As for the forthcoming seminar in November, I will try my best to attend, or will ask one of my colleagues to do so.
Thank you for you comments and interest in our work,
Your team is doing good work!
I am part of a new initiative that is working with various 'sports for peace' NGO's. We are a partner with the Asian Football Association and have had football programs in Gaza and Jordan through Play Football Make Peace. Our focus is not limited to football as we have produced 4 international peace sports festival that includes 7 sports. (IPSFestival.org).
We have worked on programs in Palestine, Jordan and Israel with local support teams. One partner is doing a football coach clinic in Jordan, another is seeking to follow up on sports for peace initiatives in the region.
We are looking to set up a small sports for peace 'working' committee to plan upcoming strategy and programs in those countries. We are interreligious, with Muslim, Christian, Jewish and Druzestakeholders. We want to help create an environment of hope and are looking to make relationships with other like minded
One point: We are developing 'sportsmanship education' in various regions of the world. This is designed to show how the lessons learned on the field can help in building trust, relationships and a healthly way of life. We are interested in finding grassroots educators interested in partnering on this long term effort.
Second point: We also have a partner working in Jordan with a goal of improving the quality of coaching in football.
Third point: We also work utilizing the gift of music and culture. Intercultural programs are integrated into the Peace Dream initiative.
If you have a 'local' (Palestine- Jordan based) partner that would be interested in talking with our local representatives and possibly joining a 'sports for peace' working committee, please let us know. The Peace Dream is a variety of programs and NGO's.

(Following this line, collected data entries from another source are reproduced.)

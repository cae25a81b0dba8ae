use crate::{AgentInvocation, LlmAdapter, LlmError};
use async_trait::async_trait;
use serde_json::{Value, json};

const DEFAULT_BASE_URL: &str = "https://api.openai.com/v1";
const NO_TEXT_FALLBACK: &str = "Model returned no text output.";

/// Adapter for the OpenAI Responses API.
pub struct OpenAiAdapter {
    client: reqwest::Client,
    api_key: String,
    base_url: String,
}

impl OpenAiAdapter {
    pub fn new(api_key: impl Into<String>, base_url: impl Into<String>) -> Self {
        Self {
            client: reqwest::Client::new(),
            api_key: api_key.into(),
            base_url: base_url.into().trim_end_matches('/').to_string(),
        }
    }

    /// Builds an adapter from `OPENAI_API_KEY` and optional `OPENAI_BASE_URL`.
    pub fn from_env() -> Result<Self, LlmError> {
        let api_key =
            std::env::var("OPENAI_API_KEY").map_err(|_| LlmError::MissingApiKey("OPENAI_API_KEY"))?;
        let base_url =
            std::env::var("OPENAI_BASE_URL").unwrap_or_else(|_| DEFAULT_BASE_URL.to_string());
        Ok(Self::new(api_key, base_url))
    }
}

#[async_trait]
impl LlmAdapter for OpenAiAdapter {
    async fn respond(&self, invocation: &AgentInvocation) -> Result<String, LlmError> {
        let response = self
            .client
            .post(format!("{}/responses", self.base_url))
            .bearer_auth(&self.api_key)
            .json(&build_request_body(invocation))
            .send()
            .await?;

        let status = response.status();
        if !status.is_success() {
            let body = response.text().await.unwrap_or_default();
            return Err(LlmError::Api {
                status: status.as_u16(),
                body,
            });
        }

        let payload: Value = response.json().await?;
        Ok(extract_output_text(&payload))
    }
}

fn build_request_body(invocation: &AgentInvocation) -> Value {
    let mut body = json!({
        "model": invocation.model,
        "input": [
            {
                "role": "system",
                "content": [{ "type": "input_text", "text": invocation.system_prompt }],
            },
            {
                "role": "user",
                "content": [{ "type": "input_text", "text": invocation.user_content }],
            },
        ],
    });
    if let Some(effort) = invocation.reasoning_effort.as_deref() {
        body["reasoning"] = json!({ "effort": effort });
    }
    if invocation.tools.is_some_and(|tools| tools.web_search) {
        body["tools"] = json!([{ "type": "web_search" }]);
        body["tool_choice"] = json!("auto");
    }
    body
}

/// Pulls the response text out of a Responses API payload.
///
/// Prefers the `output_text` convenience array; falls back to walking
/// `output[].content[]` for `output_text` chunks; a payload with neither
/// yields a fixed placeholder rather than an error.
fn extract_output_text(payload: &Value) -> String {
    if let Some(lines) = payload.get("output_text").and_then(Value::as_array) {
        let joined: Vec<&str> = lines.iter().filter_map(Value::as_str).collect();
        if !joined.is_empty() {
            return joined.join("\n").trim().to_string();
        }
    }

    if let Some(output) = payload.get("output").and_then(Value::as_array) {
        let mut chunks = Vec::new();
        for entry in output {
            if entry.get("type").and_then(Value::as_str) != Some("message") {
                continue;
            }
            let Some(content) = entry.get("content").and_then(Value::as_array) else {
                continue;
            };
            for chunk in content {
                if chunk.get("type").and_then(Value::as_str) == Some("output_text") {
                    if let Some(text) = chunk.get("text").and_then(Value::as_str) {
                        if !text.is_empty() {
                            chunks.push(text);
                        }
                    }
                }
            }
        }
        if !chunks.is_empty() {
            return chunks.join("\n").trim().to_string();
        }
    }

    NO_TEXT_FALLBACK.to_string()
}

#[cfg(test)]
mod tests {
    use super::*;
    use crate::ToolsConfig;

    fn invocation() -> AgentInvocation {
        AgentInvocation {
            system_prompt: "You are a helpful assistant.".to_string(),
            user_content: "hello".to_string(),
            model: "gpt-5".to_string(),
            reasoning_effort: Some("low".to_string()),
            tools: None,
        }
    }

    #[test]
    fn build_request_body_expected_system_and_user_messages() {
        let body = build_request_body(&invocation());
        assert_eq!(body["model"], "gpt-5");
        assert_eq!(body["input"][0]["role"], "system");
        assert_eq!(body["input"][1]["content"][0]["text"], "hello");
        assert_eq!(body["reasoning"]["effort"], "low");
        assert!(body.get("tools").is_none());
    }

    #[test]
    fn build_request_body_web_search_expected_tool_entry() {
        let mut invocation = invocation();
        invocation.tools = Some(ToolsConfig { web_search: true });
        let body = build_request_body(&invocation);
        assert_eq!(body["tools"][0]["type"], "web_search");
        assert_eq!(body["tool_choice"], "auto");
    }

    #[test]
    fn build_request_body_no_reasoning_expected_field_absent() {
        let mut invocation = invocation();
        invocation.reasoning_effort = None;
        let body = build_request_body(&invocation);
        assert!(body.get("reasoning").is_none());
    }

    #[test]
    fn extract_output_text_convenience_array_expected_joined() {
        let payload = json!({ "output_text": ["first", "second"] });
        assert_eq!(extract_output_text(&payload), "first\nsecond");
    }

    #[test]
    fn extract_output_text_message_walk_expected_chunks_joined() {
        let payload = json!({
            "output": [
                { "type": "reasoning", "content": [] },
                {
                    "type": "message",
                    "content": [
                        { "type": "output_text", "text": "part one" },
                        { "type": "refusal", "refusal": "n/a" },
                        { "type": "output_text", "text": "part two" },
                    ],
                },
            ],
        });
        assert_eq!(extract_output_text(&payload), "part one\npart two");
    }

    #[test]
    fn extract_output_text_empty_payload_expected_placeholder() {
        assert_eq!(extract_output_text(&json!({})), NO_TEXT_FALLBACK);
        assert_eq!(
            extract_output_text(&json!({ "output": [] })),
            NO_TEXT_FALLBACK
        );
    }
}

Best to all your good work.
Though we advocate non-violence and peace to our children, PACES is not really a "Sports for Peace" organiztion as you put it.

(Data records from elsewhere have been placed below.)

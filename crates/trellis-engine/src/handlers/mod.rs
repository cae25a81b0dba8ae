use crate::errors::EngineError;
use crate::graph::WorkflowNode;
use crate::log::ExecutionLog;
use crate::state::RunState;
use async_trait::async_trait;
use serde_json::Value;
use std::sync::Arc;

pub mod agent;
pub mod approval;
pub mod conditional;
pub mod end;
pub mod start;

/// What the walk loop should do after a node executes.
#[derive(Clone, Debug, PartialEq)]
pub enum StepOutcome {
    /// Store the output under `last_output` and the node's id, then follow
    /// the first outgoing connection regardless of handle.
    Advance(Value),
    /// Follow the outgoing connection leaving through the named handle;
    /// no output is stored.
    Branch { handle: &'static str },
    /// Suspend the run until `resume()` is called.
    Pause,
    /// Terminate the run as completed.
    Complete,
}

/// One execution strategy per node type. Handlers mutate run state and the
/// log directly; routing stays with the engine.
#[async_trait]
pub trait NodeHandler: Send + Sync {
    async fn execute(
        &self,
        node: &WorkflowNode,
        state: &mut RunState,
        log: &mut ExecutionLog,
    ) -> Result<StepOutcome, EngineError>;
}

pub type SharedNodeHandler = Arc<dyn NodeHandler>;
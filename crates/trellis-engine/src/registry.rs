use crate::engine::WorkflowEngine;
use std::collections::HashMap;
use std::sync::{Arc, Mutex, MutexGuard, PoisonError};
use tokio::sync::Mutex as AsyncMutex;

/// Handle to a registered run. The async mutex serializes run/resume for
/// one run id; distinct runs proceed independently.
pub type SharedEngine = Arc<AsyncMutex<WorkflowEngine>>;

/// In-memory index of live runs, keyed by run id.
///
/// Holds paused runs across requests until the caller removes them; there
/// is no eviction policy. The inner lock guards only the map itself, never
/// a run's execution.
#[derive(Default)]
pub struct RunRegistry {
    runs: Mutex<HashMap<String, SharedEngine>>,
}

impl RunRegistry {
    pub fn new() -> Self {
        Self::default()
    }

    /// Registers an engine under its run id and returns the shared handle.
    /// Re-inserting an id replaces the previous entry.
    pub fn insert(&self, engine: WorkflowEngine) -> SharedEngine {
        let run_id = engine.run_id().to_string();
        let handle = Arc::new(AsyncMutex::new(engine));
        self.runs().insert(run_id, Arc::clone(&handle));
        handle
    }

    pub fn get(&self, run_id: &str) -> Option<SharedEngine> {
        self.runs().get(run_id).cloned()
    }

    pub fn remove(&self, run_id: &str) -> Option<SharedEngine> {
        self.runs().remove(run_id)
    }

    pub fn len(&self) -> usize {
        self.runs().len()
    }

    pub fn is_empty(&self) -> bool {
        self.runs().is_empty()
    }

    fn runs(&self) -> MutexGuard<'_, HashMap<String, SharedEngine>> {
        self.runs.lock().unwrap_or_else(PoisonError::into_inner)
    }
}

We create sanctuaries for the children to feel safe in, learn and be productive in. As I said in an earlier comment, if we were to introduce a variable that would add stress to the mix, then we would have failed the children.

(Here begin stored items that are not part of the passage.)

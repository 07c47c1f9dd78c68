use std::fmt;
use std::time::Duration;

use serde::Deserialize;

pub type BatchId = u64;
pub type Generation = u64;

/// Body of a 2xx `POST /upload`. Any 2xx counts as success.
#[derive(Debug, Clone, PartialEq, Eq, Deserialize)]
pub struct UploadReceipt {
    #[serde(default)]
    pub chunks_count: u64,
}

#[derive(Debug, Clone, Deserialize)]
pub(crate) struct ErrorDetail {
    pub detail: Option<String>,
}

#[derive(Debug, Clone, PartialEq, Deserialize)]
pub struct QueryResponse {
    /// Missing means failure; the client trusts this flag and nothing else.
    #[serde(default)]
    pub success: bool,
    pub answer: Option<String>,
    pub sources: Option<Vec<SourceWire>>,
    pub error: Option<String>,
}

/// One ranked source. Missing fields fall back to empty values so an odd
/// entry never costs the whole answer.
#[derive(Debug, Clone, PartialEq, Default, Deserialize)]
pub struct SourceWire {
    #[serde(default, alias = "documentId")]
    pub document_id: String,
    #[serde(default)]
    pub score: f64,
    #[serde(default, alias = "textPreview")]
    pub text_preview: String,
}

#[derive(Debug, Clone, Copy, PartialEq, Eq, Default, Deserialize)]
pub struct StatsSnapshot {
    #[serde(default)]
    pub total_documents: u64,
    #[serde(default)]
    pub total_chunks: u64,
}

#[derive(Debug, Clone, PartialEq)]
pub enum EngineEvent {
    UploadCompleted {
        batch_id: BatchId,
        index: usize,
        result: Result<UploadReceipt, BackendError>,
    },
    QueryCompleted {
        generation: Generation,
        query: String,
        elapsed: Duration,
        result: Result<QueryResponse, BackendError>,
    },
    StatsLoaded(Result<StatsSnapshot, BackendError>),
}

#[derive(Debug, Clone, PartialEq, Eq, thiserror::Error)]
#[error("{kind}: {message}")]
pub struct BackendError {
    pub kind: FailureKind,
    pub message: String,
}

impl BackendError {
    pub(crate) fn new(kind: FailureKind, message: impl Into<String>) -> Self {
        Self {
            kind,
            message: message.into(),
        }
    }
}

#[derive(Debug, Clone, PartialEq, Eq)]
pub enum FailureKind {
    /// Non-2xx reply; `message` carries the server's detail when it sent one.
    HttpStatus(u16),
    Timeout,
    Network,
    /// Body was not the JSON we expected.
    Decode,
    /// Local file could not be read.
    Io,
}

impl fmt::Display for FailureKind {
    fn fmt(&self, f: &mut fmt::Formatter<'_>) -> fmt::Result {
        match self {
            FailureKind::HttpStatus(code) => write!(f, "http status {code}"),
            FailureKind::Timeout => write!(f, "timeout"),
            FailureKind::Network => write!(f, "network error"),
            FailureKind::Decode => write!(f, "malformed response"),
            FailureKind::Io => write!(f, "io error"),
        }
    }
}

Do I believe that peace is the ONLY solution? Absolutely. Do I think, given the current climate, that it is imminant? Not at all. And therefore PACES provides a shield from any potential extremism and violence through sports programs and activities to children who would otherwise be on the streets and exposed to such factors. So, we prepare our children for "peace", and when it comes, we will "play".
If and when a real peace deal is concluded, one that is fair to all parties and one that will stand the test of time, then PACES will be at the forefront in normalizing and humanizing the situation between all the children. But till then, and again as I articulated previously, PACES must stay away from taking any steps that will be regarded as political statements.
As far as local partners in Palestine, I have a team on the ground that manages the programs and over-sees the 120 coaches that we have created employment for. As for Jordan, we are about to launch a program outside Amman.
One of our main focus areas is the up-grading and improvement of our coaches' abilities, and we have held internal and external clinics for our coaches, and this might be something that we can develop together.
Thank you for participating in this collaborative competition. We value the time and effort you’ve put forth and we would like to offer you feedback and some thought provoking questions from our Evaluation Team.
PACES’ rapid expansion and commitment to transparency is notable and the scope of its current and planned partnerships is extensive. While the PACES concept of using sports as a sanctuary for children against extremism is not necessarily original, its model is efficient, scalable, and replicable elsewhere.
Please use this input as both potential insights into your innovations, as well as constructive ideas for how to improve or grow your organization.